◆ THE PROBLEM: Count the lines in the data below that include the word "zero", then state the total and nothing besides.

####################

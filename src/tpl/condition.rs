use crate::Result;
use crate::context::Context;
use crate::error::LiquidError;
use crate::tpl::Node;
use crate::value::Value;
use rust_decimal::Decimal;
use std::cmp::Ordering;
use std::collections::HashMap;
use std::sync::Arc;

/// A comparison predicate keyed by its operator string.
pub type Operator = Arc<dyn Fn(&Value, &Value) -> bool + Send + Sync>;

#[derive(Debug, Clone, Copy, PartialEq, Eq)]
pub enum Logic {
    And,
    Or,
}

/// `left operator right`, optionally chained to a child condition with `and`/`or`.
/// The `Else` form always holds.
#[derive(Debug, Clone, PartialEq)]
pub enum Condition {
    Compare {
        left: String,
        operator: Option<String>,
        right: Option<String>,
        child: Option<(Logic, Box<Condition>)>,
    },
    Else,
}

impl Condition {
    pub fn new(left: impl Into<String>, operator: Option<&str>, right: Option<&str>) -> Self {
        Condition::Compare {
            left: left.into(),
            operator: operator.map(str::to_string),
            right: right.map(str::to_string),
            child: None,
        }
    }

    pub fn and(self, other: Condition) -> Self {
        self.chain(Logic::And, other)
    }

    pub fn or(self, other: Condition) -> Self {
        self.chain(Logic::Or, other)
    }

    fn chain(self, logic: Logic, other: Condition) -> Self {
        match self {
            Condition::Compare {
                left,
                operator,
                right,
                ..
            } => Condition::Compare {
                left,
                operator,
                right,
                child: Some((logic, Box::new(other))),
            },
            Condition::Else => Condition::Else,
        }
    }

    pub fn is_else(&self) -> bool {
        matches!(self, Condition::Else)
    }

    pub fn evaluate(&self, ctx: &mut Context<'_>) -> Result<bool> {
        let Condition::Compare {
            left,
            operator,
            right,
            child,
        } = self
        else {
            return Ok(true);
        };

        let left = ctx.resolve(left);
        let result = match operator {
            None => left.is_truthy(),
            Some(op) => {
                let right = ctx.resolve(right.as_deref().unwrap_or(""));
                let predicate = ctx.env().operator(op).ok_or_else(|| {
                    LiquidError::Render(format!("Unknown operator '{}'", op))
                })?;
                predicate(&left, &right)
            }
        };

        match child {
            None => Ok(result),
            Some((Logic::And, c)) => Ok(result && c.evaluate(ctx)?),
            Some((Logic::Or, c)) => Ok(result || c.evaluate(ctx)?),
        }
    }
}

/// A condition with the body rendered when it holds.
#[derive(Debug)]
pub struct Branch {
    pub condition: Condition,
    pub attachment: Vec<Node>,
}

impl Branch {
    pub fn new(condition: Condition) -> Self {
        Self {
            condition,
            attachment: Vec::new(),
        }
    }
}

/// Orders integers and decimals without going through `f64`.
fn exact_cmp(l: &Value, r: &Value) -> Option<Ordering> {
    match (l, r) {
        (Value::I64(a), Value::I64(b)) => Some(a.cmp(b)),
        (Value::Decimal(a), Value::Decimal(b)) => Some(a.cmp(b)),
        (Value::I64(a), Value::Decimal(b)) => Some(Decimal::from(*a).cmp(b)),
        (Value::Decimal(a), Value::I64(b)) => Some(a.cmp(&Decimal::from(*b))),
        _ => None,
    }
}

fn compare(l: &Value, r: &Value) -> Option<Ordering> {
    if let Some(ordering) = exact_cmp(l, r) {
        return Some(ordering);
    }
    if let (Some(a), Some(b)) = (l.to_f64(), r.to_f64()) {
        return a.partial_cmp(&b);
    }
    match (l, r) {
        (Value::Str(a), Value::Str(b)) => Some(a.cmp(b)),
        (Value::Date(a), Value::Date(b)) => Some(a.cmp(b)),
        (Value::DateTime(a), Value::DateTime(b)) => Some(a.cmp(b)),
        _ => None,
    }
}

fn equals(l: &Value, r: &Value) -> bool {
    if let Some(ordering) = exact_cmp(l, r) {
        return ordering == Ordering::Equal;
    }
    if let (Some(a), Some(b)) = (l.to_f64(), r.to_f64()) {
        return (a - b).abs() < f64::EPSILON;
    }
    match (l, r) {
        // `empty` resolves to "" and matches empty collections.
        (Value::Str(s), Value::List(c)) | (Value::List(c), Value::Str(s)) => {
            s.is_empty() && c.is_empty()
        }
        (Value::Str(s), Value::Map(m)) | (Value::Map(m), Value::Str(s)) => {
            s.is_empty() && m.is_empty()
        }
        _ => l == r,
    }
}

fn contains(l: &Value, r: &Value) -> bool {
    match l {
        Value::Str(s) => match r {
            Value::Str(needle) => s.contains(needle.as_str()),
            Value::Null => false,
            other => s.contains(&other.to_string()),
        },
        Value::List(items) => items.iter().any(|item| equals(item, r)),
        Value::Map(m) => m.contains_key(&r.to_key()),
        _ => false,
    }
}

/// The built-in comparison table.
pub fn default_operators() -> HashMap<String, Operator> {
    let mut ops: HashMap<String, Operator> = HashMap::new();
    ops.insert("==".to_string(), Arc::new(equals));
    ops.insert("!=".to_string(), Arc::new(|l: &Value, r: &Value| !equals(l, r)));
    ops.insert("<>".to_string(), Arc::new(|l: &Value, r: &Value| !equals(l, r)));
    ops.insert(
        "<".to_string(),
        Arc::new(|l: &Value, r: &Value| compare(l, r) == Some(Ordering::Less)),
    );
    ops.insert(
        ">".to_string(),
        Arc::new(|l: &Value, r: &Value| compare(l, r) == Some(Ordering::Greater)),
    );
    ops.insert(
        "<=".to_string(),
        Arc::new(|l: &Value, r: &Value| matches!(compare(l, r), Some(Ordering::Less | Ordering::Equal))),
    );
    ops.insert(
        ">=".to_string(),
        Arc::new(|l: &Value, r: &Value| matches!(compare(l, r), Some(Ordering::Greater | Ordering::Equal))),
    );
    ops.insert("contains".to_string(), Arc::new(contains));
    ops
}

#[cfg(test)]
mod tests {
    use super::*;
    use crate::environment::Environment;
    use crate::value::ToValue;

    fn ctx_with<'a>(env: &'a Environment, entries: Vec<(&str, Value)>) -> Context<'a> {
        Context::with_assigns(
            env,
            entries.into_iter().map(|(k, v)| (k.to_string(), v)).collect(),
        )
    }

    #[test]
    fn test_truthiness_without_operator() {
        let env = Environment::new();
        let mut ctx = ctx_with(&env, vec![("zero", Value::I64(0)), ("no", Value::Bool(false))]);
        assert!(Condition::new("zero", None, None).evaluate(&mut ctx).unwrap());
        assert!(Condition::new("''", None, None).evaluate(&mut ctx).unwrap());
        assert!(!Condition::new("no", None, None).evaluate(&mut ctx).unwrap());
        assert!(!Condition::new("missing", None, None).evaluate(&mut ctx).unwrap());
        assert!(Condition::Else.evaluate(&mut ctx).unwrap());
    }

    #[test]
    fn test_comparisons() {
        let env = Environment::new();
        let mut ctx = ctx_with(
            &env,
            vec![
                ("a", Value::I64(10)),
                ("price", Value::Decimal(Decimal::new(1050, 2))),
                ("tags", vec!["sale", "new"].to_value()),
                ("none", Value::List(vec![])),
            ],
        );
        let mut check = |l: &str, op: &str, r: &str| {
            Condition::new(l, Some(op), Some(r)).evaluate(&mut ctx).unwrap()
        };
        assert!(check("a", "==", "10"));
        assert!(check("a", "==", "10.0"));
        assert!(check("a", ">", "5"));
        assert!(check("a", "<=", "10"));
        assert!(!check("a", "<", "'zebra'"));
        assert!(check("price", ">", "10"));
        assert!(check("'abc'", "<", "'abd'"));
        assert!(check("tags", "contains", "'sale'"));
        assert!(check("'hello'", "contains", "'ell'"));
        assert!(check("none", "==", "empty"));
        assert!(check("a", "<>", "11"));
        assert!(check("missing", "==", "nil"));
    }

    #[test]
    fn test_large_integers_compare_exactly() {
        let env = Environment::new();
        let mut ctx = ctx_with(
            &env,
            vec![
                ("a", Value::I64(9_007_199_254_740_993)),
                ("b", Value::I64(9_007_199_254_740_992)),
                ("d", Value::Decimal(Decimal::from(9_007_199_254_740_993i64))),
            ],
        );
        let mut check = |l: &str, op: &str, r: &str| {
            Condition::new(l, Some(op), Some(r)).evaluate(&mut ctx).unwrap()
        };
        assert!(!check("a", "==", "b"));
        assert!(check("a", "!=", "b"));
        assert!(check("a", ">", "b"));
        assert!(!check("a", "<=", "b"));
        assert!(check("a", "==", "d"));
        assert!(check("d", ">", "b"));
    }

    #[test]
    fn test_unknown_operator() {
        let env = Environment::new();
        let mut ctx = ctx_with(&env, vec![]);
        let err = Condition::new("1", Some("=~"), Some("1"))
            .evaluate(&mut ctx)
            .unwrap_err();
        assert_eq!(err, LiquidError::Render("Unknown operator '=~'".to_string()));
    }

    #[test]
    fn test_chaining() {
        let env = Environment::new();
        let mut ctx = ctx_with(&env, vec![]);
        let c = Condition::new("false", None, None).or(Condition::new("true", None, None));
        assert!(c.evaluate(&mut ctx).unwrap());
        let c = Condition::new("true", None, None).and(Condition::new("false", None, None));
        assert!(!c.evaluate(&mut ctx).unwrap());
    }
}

####################

◆ WRITTEN RESPONSE: 2